Can shareholders sue for climate protection? – Business

It’s against the big CO₂ slingshots, against car manufacturers and energy companies. Climate protectors want to get to the root of the problem, which is why proceedings against commercial enterprises have increasingly come into focus for some time. Climate protection activists want to fight the early end of combustion engines and the reduction of CO₂ by means of a civil lawsuit. In the Netherlands, a lawsuit against Shell two years ago was successful, but in Germany plaintiffs are still waiting for a breakthrough; Both BMW and Mercedes-Benz won their lawsuits in the first instance. But now a new type of lawsuit is coming into focus, which could still develop considerable potential: Shareholders sue board members for sustainable management.

The environmental organization Client Earth in London has just brought such a lawsuit against Shell. Eleven Shell directors have failed to integrate the “material and foreseeable” risks into their strategy, which requires a move away from fossil fuels and towards the reduction targets of the Paris Agreement. Client Earth complained that the board of directors had violated its legal obligations.

They fight from within

Unlike activists and organic farmers who want to assert claims against big emitters from the outside, Client Earth tries to do it from the inside: As a Shell shareholder, the organization can demand in its own right that the board of directors exercise the diligence that it takes to manage a large company . And in 2023, this not only includes profit and employee concerns, but also a real sustainability strategy, Client Earth believes.
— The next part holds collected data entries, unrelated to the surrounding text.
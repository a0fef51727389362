//! Bhutani hour-specific nomogram zones for infants of 35 weeks or more.

use bili_types::BhutaniZone;

use crate::constants::{AAP_MIN_GESTATION_WEEKS, BHUTANI_MAX_HOURS};
use crate::interpolation::interpolate;
use crate::tables::{BHUTANI_HIGH_INTERMEDIATE, BHUTANI_LOW, BHUTANI_LOW_INTERMEDIATE};

/// Classify `tcb` at `hours` of life.
///
/// Zone edges use strict `>`: a value exactly on a percentile curve falls in the lower zone.
pub fn classify(hours: f64, tcb: f64, gestational_weeks: f64) -> BhutaniZone {
    if gestational_weeks < AAP_MIN_GESTATION_WEEKS || hours > BHUTANI_MAX_HOURS {
        return BhutaniZone::NotApplicable;
    }

    if tcb > interpolate(&BHUTANI_HIGH_INTERMEDIATE, hours) {
        BhutaniZone::High
    } else if tcb > interpolate(&BHUTANI_LOW_INTERMEDIATE, hours) {
        BhutaniZone::HighIntermediate
    } else if tcb > interpolate(&BHUTANI_LOW, hours) {
        BhutaniZone::LowIntermediate
    } else {
        BhutaniZone::Low
    }
}
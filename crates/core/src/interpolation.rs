//! Piecewise-linear lookup over published nomogram curves.
//!
//! Every curve in [`crate::tables`] is read through [`interpolate`]. Queries outside a table's
//! hour range are clamped flat to the nearest end point.

/// One published checkpoint: bilirubin level (mg/dL) at a given hour of life.
#[derive(Debug, Clone, Copy, PartialEq)]
pub struct CurvePoint {
    pub hours: f64,
    pub level: f64,
}

impl CurvePoint {
    pub const fn new(hours: f64, level: f64) -> Self {
        Self { hours, level }
    }
}

/// A curve is an ordered, non-empty run of checkpoints sorted by `hours`.
pub type CurveTable = [CurvePoint];

/// Interpolate `points` at `hours`, or `None` for an empty table.
///
/// Duplicate `hours` values are allowed; when the bracket collapses onto a duplicate the left
/// point's level is returned.
pub fn try_interpolate(points: &CurveTable, hours: f64) -> Option<f64> {
    let first = points.first()?;
    let last = points.last()?;

    if hours <= first.hours {
        return Some(first.level);
    }
    if hours >= last.hours {
        return Some(last.level);
    }

    // `hours < last.hours` here, so a right bracket always exists.
    let right_index = points.iter().position(|p| p.hours >= hours)?;
    let right = points[right_index];
    let left = right_index
        .checked_sub(1)
        .map_or(*first, |index| points[index]);

    if left.hours == right.hours {
        return Some(left.level);
    }
    if hours == right.hours {
        return Some(right.level);
    }

    let rise = (hours - left.hours) * (right.level - left.level);
    Some(left.level + rise / (right.hours - left.hours))
}

/// Interpolate one of the static reference curves.
///
/// The reference tables are never empty, so this returns `0.0` only for a caller-supplied empty
/// slice.
pub fn interpolate(points: &CurveTable, hours: f64) -> f64 {
    try_interpolate(points, hours).unwrap_or_default()
}
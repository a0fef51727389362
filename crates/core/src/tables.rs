//! Published reference datasets.
//!
//! Bhutani 1999 hour-specific nomogram, AAP 2004 phototherapy and exchange-transfusion curves
//! for infants of 35 weeks or more, and Maisels 2012 preterm bands. All values are mg/dL and
//! are process-wide constants.

use crate::interpolation::CurvePoint;

const fn p(hours: f64, level: f64) -> CurvePoint {
    CurvePoint::new(hours, level)
}

/// Bhutani 40th percentile: upper edge of the low-risk zone.
pub static BHUTANI_LOW: [CurvePoint; 12] = [
    p(12.0, 4.0),
    p(24.0, 5.0),
    p(36.0, 6.5),
    p(48.0, 8.5),
    p(60.0, 9.6),
    p(72.0, 10.8),
    p(84.0, 11.6),
    p(96.0, 12.3),
    p(108.0, 12.8),
    p(120.0, 13.3),
    p(132.0, 13.4),
    p(144.0, 13.5),
];

/// Bhutani 75th percentile: upper edge of the low-intermediate zone.
pub static BHUTANI_LOW_INTERMEDIATE: [CurvePoint; 12] = [
    p(12.0, 5.0),
    p(24.0, 6.2),
    p(36.0, 8.3),
    p(48.0, 10.8),
    p(60.0, 12.1),
    p(72.0, 13.2),
    p(84.0, 14.0),
    p(96.0, 15.0),
    p(108.0, 15.3),
    p(120.0, 15.5),
    p(132.0, 15.6),
    p(144.0, 15.7),
];

/// Bhutani 95th percentile: upper edge of the high-intermediate zone.
pub static BHUTANI_HIGH_INTERMEDIATE: [CurvePoint; 12] = [
    p(12.0, 7.1),
    p(24.0, 8.0),
    p(36.0, 11.0),
    p(48.0, 13.2),
    p(60.0, 15.0),
    p(72.0, 16.0),
    p(84.0, 16.8),
    p(96.0, 17.5),
    p(108.0, 17.5),
    p(120.0, 17.5),
    p(132.0, 17.5),
    p(144.0, 17.5),
];

/// AAP phototherapy, lower risk (>= 38 weeks, well).
pub static AAP_PHOTOTHERAPY_LOWER: [CurvePoint; 7] = [
    p(0.0, 5.0),
    p(24.0, 12.0),
    p(48.0, 15.0),
    p(72.0, 18.0),
    p(96.0, 20.0),
    p(120.0, 21.0),
    p(168.0, 21.0),
];

/// AAP phototherapy, medium risk.
pub static AAP_PHOTOTHERAPY_MEDIUM: [CurvePoint; 7] = [
    p(0.0, 4.0),
    p(24.0, 10.0),
    p(48.0, 13.0),
    p(72.0, 15.0),
    p(96.0, 17.0),
    p(120.0, 18.0),
    p(168.0, 18.0),
];

/// AAP phototherapy, higher risk.
pub static AAP_PHOTOTHERAPY_HIGHER: [CurvePoint; 7] = [
    p(0.0, 3.0),
    p(24.0, 8.0),
    p(48.0, 11.0),
    p(72.0, 13.0),
    p(96.0, 14.0),
    p(120.0, 15.0),
    p(168.0, 15.0),
];

/// AAP exchange transfusion, lower risk. No 120 h checkpoint is published for this family.
pub static AAP_EXCHANGE_LOWER: [CurvePoint; 6] = [
    p(0.0, 16.0),
    p(24.0, 19.0),
    p(48.0, 22.0),
    p(72.0, 24.0),
    p(96.0, 25.0),
    p(168.0, 25.0),
];

/// AAP exchange transfusion, medium risk.
pub static AAP_EXCHANGE_MEDIUM: [CurvePoint; 6] = [
    p(0.0, 14.0),
    p(24.0, 17.0),
    p(48.0, 19.0),
    p(72.0, 21.0),
    p(96.0, 22.5),
    p(168.0, 22.5),
];

/// AAP exchange transfusion, higher risk.
pub static AAP_EXCHANGE_HIGHER: [CurvePoint; 6] = [
    p(0.0, 12.0),
    p(24.0, 15.0),
    p(48.0, 17.0),
    p(72.0, 18.5),
    p(96.0, 19.0),
    p(168.0, 19.0),
];

/// Inclusive bilirubin range in mg/dL.
#[derive(Debug, Clone, Copy, PartialEq)]
pub struct LevelRange {
    pub min: f64,
    pub max: f64,
}

/// One Maisels preterm band: applies to gestational ages below `upper_weeks`.
#[derive(Debug, Clone, Copy, PartialEq)]
pub struct MaiselsBand {
    /// Published band key, e.g. `"28"` for < 28 0/7 weeks.
    pub key: &'static str,
    /// Exclusive upper bound in decimal weeks; `None` for the open-ended last band.
    pub upper_weeks: Option<f64>,
    pub phototherapy: LevelRange,
    pub exchange_transfusion: LevelRange,
}

const fn band(
    key: &'static str,
    upper_weeks: Option<f64>,
    phototherapy: (f64, f64),
    exchange_transfusion: (f64, f64),
) -> MaiselsBand {
    MaiselsBand {
        key,
        upper_weeks,
        phototherapy: LevelRange {
            min: phototherapy.0,
            max: phototherapy.1,
        },
        exchange_transfusion: LevelRange {
            min: exchange_transfusion.0,
            max: exchange_transfusion.1,
        },
    }
}

/// Maisels bands ordered by ascending gestational age.
pub static MAISELS_BANDS: [MaiselsBand; 5] = [
    band("28", Some(28.0), (5.0, 6.0), (11.0, 14.0)),
    band("29", Some(30.0), (6.0, 8.0), (12.0, 14.0)),
    band("31", Some(32.0), (8.0, 10.0), (13.0, 16.0)),
    band("33", Some(34.0), (10.0, 12.0), (15.0, 18.0)),
    band("34", None, (12.0, 14.0), (17.0, 19.0)),
];

/// Every interpolated curve with a name, for diagnostics and listing.
pub fn named_curves() -> [(&'static str, &'static [CurvePoint]); 9] {
    [
        ("bhutani_low", &BHUTANI_LOW),
        ("bhutani_low_intermediate", &BHUTANI_LOW_INTERMEDIATE),
        ("bhutani_high_intermediate", &BHUTANI_HIGH_INTERMEDIATE),
        ("aap_phototherapy_lower", &AAP_PHOTOTHERAPY_LOWER),
        ("aap_phototherapy_medium", &AAP_PHOTOTHERAPY_MEDIUM),
        ("aap_phototherapy_higher", &AAP_PHOTOTHERAPY_HIGHER),
        ("aap_exchange_lower", &AAP_EXCHANGE_LOWER),
        ("aap_exchange_medium", &AAP_EXCHANGE_MEDIUM),
        ("aap_exchange_higher", &AAP_EXCHANGE_HIGHER),
    ]
}
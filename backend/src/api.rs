//! Public API surface.
//!
//! Page and reference DTOs returned by the retrieval facade. They derive `Serialize` with
//! kebab-case field names so an outer formatter can render them as JSON or anything else.

use chrono::{DateTime, FixedOffset, Utc};
use serde::{Deserialize, Serialize};

/// Quality code reported for readings stored without one.
pub const DEFAULT_QUALITY_CODE: i32 = 5;

/// Unit system of the catalog and group listings.
#[derive(Debug, Copy, Clone, PartialEq, Eq, Hash, Default, Serialize, Deserialize)]
pub enum UnitSystem {
    #[default]
    #[serde(rename = "SI")]
    Si,
    #[serde(rename = "EN")]
    En,
}

impl UnitSystem {
    pub fn parse(value: &str) -> Option<Self> {
        match value.trim().to_ascii_uppercase().as_str() {
            "SI" => Some(UnitSystem::Si),
            "EN" => Some(UnitSystem::En),
            _ => None,
        }
    }

    pub fn as_str(&self) -> &'static str {
        match self {
            UnitSystem::Si => "SI",
            UnitSystem::En => "EN",
        }
    }

    /// Unit used for location elevations in this system.
    pub fn elevation_unit(&self) -> &'static str {
        match self {
            UnitSystem::Si => "m",
            UnitSystem::En => "ft",
        }
    }

    /// Convert an elevation stored in meters.
    pub fn elevation_from_meters(&self, meters: f64) -> f64 {
        match self {
            UnitSystem::Si => meters,
            UnitSystem::En => meters / 0.3048,
        }
    }
}

/// One reading of a time series.
#[derive(Debug, Clone, PartialEq, Serialize, Deserialize)]
#[serde(rename_all = "kebab-case")]
pub struct TimeSeriesValue {
    pub date_time: DateTime<Utc>,
    pub value: Option<f64>,
    pub quality_code: i32,
}

/// A page of readings plus the series metadata.
#[derive(Debug, Clone, PartialEq, Serialize, Deserialize)]
#[serde(rename_all = "kebab-case")]
pub struct TimeSeries {
    /// Cursor this page was requested with.
    pub page: Option<String>,
    pub next_page: Option<String>,
    pub page_size: i32,
    pub total: Option<u64>,
    pub name: String,
    pub office_id: String,
    pub begin: DateTime<FixedOffset>,
    pub end: DateTime<FixedOffset>,
    pub time_zone: String,
    pub units: String,
    /// Interval in minutes; 0 for irregular series.
    pub interval_minutes: i64,
    pub values: Vec<TimeSeriesValue>,
}

/// A page of a catalog listing.
#[derive(Debug, Clone, PartialEq, Serialize, Deserialize)]
#[serde(rename_all = "kebab-case")]
pub struct Catalog<E> {
    pub page: Option<String>,
    pub next_page: Option<String>,
    pub total: Option<u64>,
    pub page_size: i32,
    pub entries: Vec<E>,
}

impl<E> Catalog<E> {
    pub fn is_last_page(&self) -> bool {
        self.next_page.is_none()
    }
}

pub type TimeSeriesCatalog = Catalog<TimeSeriesCatalogEntry>;
pub type LocationCatalog = Catalog<LocationCatalogEntry>;

#[derive(Debug, Clone, PartialEq, Eq, Serialize, Deserialize)]
#[serde(rename_all = "kebab-case")]
pub struct TimeSeriesCatalogEntry {
    pub office: String,
    pub name: String,
    pub units: String,
    pub interval_minutes: i64,
}

/// Alias of a location inside one location group.
#[derive(Debug, Clone, PartialEq, Eq, Serialize, Deserialize)]
pub struct LocationAlias {
    /// `<category>-<group>`
    pub name: String,
    pub value: String,
}

impl LocationAlias {
    pub fn new(category: &str, group: &str, alias_id: impl Into<String>) -> Self {
        Self {
            name: format!("{}-{}", category, group),
            value: alias_id.into(),
        }
    }
}

#[derive(Debug, Clone, PartialEq, Serialize, Deserialize)]
#[serde(rename_all = "kebab-case")]
pub struct LocationCatalogEntry {
    pub office: String,
    pub name: String,
    pub nearest_city: Option<String>,
    pub public_name: Option<String>,
    pub long_name: Option<String>,
    pub description: Option<String>,
    pub kind: Option<String>,
    pub time_zone: Option<String>,
    pub latitude: Option<f64>,
    pub longitude: Option<f64>,
    pub elevation: Option<f64>,
    /// Unit of `elevation`.
    pub unit: String,
    pub state: Option<String>,
    pub county: Option<String>,
    pub nation: Option<String>,
    pub active: bool,
    pub aliases: Vec<LocationAlias>,
}

#[derive(Debug, Clone, PartialEq, Eq, Serialize, Deserialize)]
#[serde(rename_all = "kebab-case")]
pub struct Office {
    pub name: String,
    pub long_name: String,
    #[serde(rename = "type")]
    pub office_type: String,
    pub reports_to: Option<String>,
}

/// Human readable office type for a stored type code.
pub fn office_type_name(code: &str) -> &'static str {
    match code.trim().to_ascii_uppercase().as_str() {
        "HQ" => "corps headquarters",
        "MSC" => "division headquarters",
        "MSCR" => "division regional",
        "DIS" => "district",
        "FOA" => "field operating activity",
        _ => "unknown",
    }
}

#[derive(Debug, Clone, PartialEq, Eq, Serialize, Deserialize)]
#[serde(rename_all = "kebab-case")]
pub struct LocationCategory {
    pub office_id: String,
    pub id: String,
    pub description: Option<String>,
}

#[derive(Debug, Clone, PartialEq, Eq, Serialize, Deserialize)]
#[serde(rename_all = "kebab-case")]
pub struct AssignedLocation {
    pub location_id: String,
    pub office_id: String,
    pub alias_id: Option<String>,
    pub attribute: Option<i64>,
    pub ref_location_id: Option<String>,
}

#[derive(Debug, Clone, PartialEq, Eq, Serialize, Deserialize)]
#[serde(rename_all = "kebab-case")]
pub struct LocationGroup {
    pub category: LocationCategory,
    pub office_id: String,
    pub id: String,
    pub description: Option<String>,
    pub shared_alias_id: Option<String>,
    pub shared_ref_location_id: Option<String>,
    pub attribute: Option<i64>,
    #[serde(skip_serializing_if = "Vec::is_empty", default)]
    pub assigned_locations: Vec<AssignedLocation>,
}

#[derive(Debug, Clone, PartialEq, Eq, Serialize, Deserialize)]
#[serde(rename_all = "kebab-case")]
pub struct TimeSeriesCategory {
    pub office_id: String,
    pub id: String,
    pub description: Option<String>,
}

#[derive(Debug, Clone, PartialEq, Eq, Serialize, Deserialize)]
#[serde(rename_all = "kebab-case")]
pub struct TimeSeriesGroup {
    pub category: TimeSeriesCategory,
    pub office_id: String,
    pub id: String,
    pub description: Option<String>,
    pub shared_alias_id: Option<String>,
    pub shared_ref_ts_id: Option<String>,
}

#[cfg(test)]
#[path = "api_tests.rs"]
mod api_tests;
Would that also be a strategy for German climate protectors? Unlike in the UK, shareholders in this country cannot sue the board directly unless they can get a majority together. Because according to German stock corporation law, the supervisory board is intended to act as a buffer between the board of directors and the shareholders. And a supervisory board doesn’t complain. It would be conceivable, however, as a shareholder to contest the discharge of the board of directors because they do not have enough focus on climate protection. So a lawsuit, so to speak, from behind through the chest in order to address sustainability and CO₂ reduction. “Such actions for annulment are primarily about symbolism,” says Marc-Philippe Weller, professor of law at the University of Heidelberg. “Because the board has to fear for its reputation, such lawsuits are not welcomed.”

The decisive question is, of course: Is there a legally tangible “duty of care” on the part of company management to protect the climate and comply with the Paris Agreement? Or is their obligation to the shareholders limited to increasing profits and share price in a very real capitalist manner? Climate protection for image cultivation, but not for the operative business?

In fact, the question of what goals a company should aim for is changing. For about 20 years now, socio-political purposes have been increasingly counted among the tasks of company management, Weller observes; corporate social responsibility that’s what the company says. The discussion about the gender quota on the board, but also the commitment to human rights in the supply chain law are characteristics of this development.

The duties of the boardroom will probably develop in the direction of climate protection

And where social responsibility finds its way, it is only a short way to climate protection. Weller is skeptical as to whether a hard, judicially enforceable executive board obligation to comply with the Paris Agreement can already be read from the German Stock Corporation Act. According to Section 93, the board of directors must exercise “the diligence of a prudent and conscientious manager”. That still sounds pretty general. But according to Weller’s assessment, the duties of the boardroom will probably develop in the direction of climate protection.

And at the latest with an EU directive, abbreviated to CSDD, the half-soft rules should become hard requirements. Because the directive Corporate sustainability due diligence, which is due to be passed before the end of this year, is intended to oblige companies to align their strategy with the Paris climate target, i.e. to limit global warming to almost 1.5 degrees. “As soon as this is implemented, the board of directors’ duty of care must also be based on it,” says Weller. And where there is an obligation, the chances of a lawsuit increase.

The same is happening with the reporting obligations of companies, here too an EU directive that has already been passed is driving change. According to this, from the coming financial year onwards, medium-sized companies with more than 250 employees will also have to give an account of how climate-friendly and environmentally friendly they operate.

So also an obligation, this time for transparency in terms of sustainability. Anyone who violates this must also expect shareholder lawsuits. Such procedures have a nudging effect, says Weller: “They initiate changes because otherwise the company could lose its reputation.”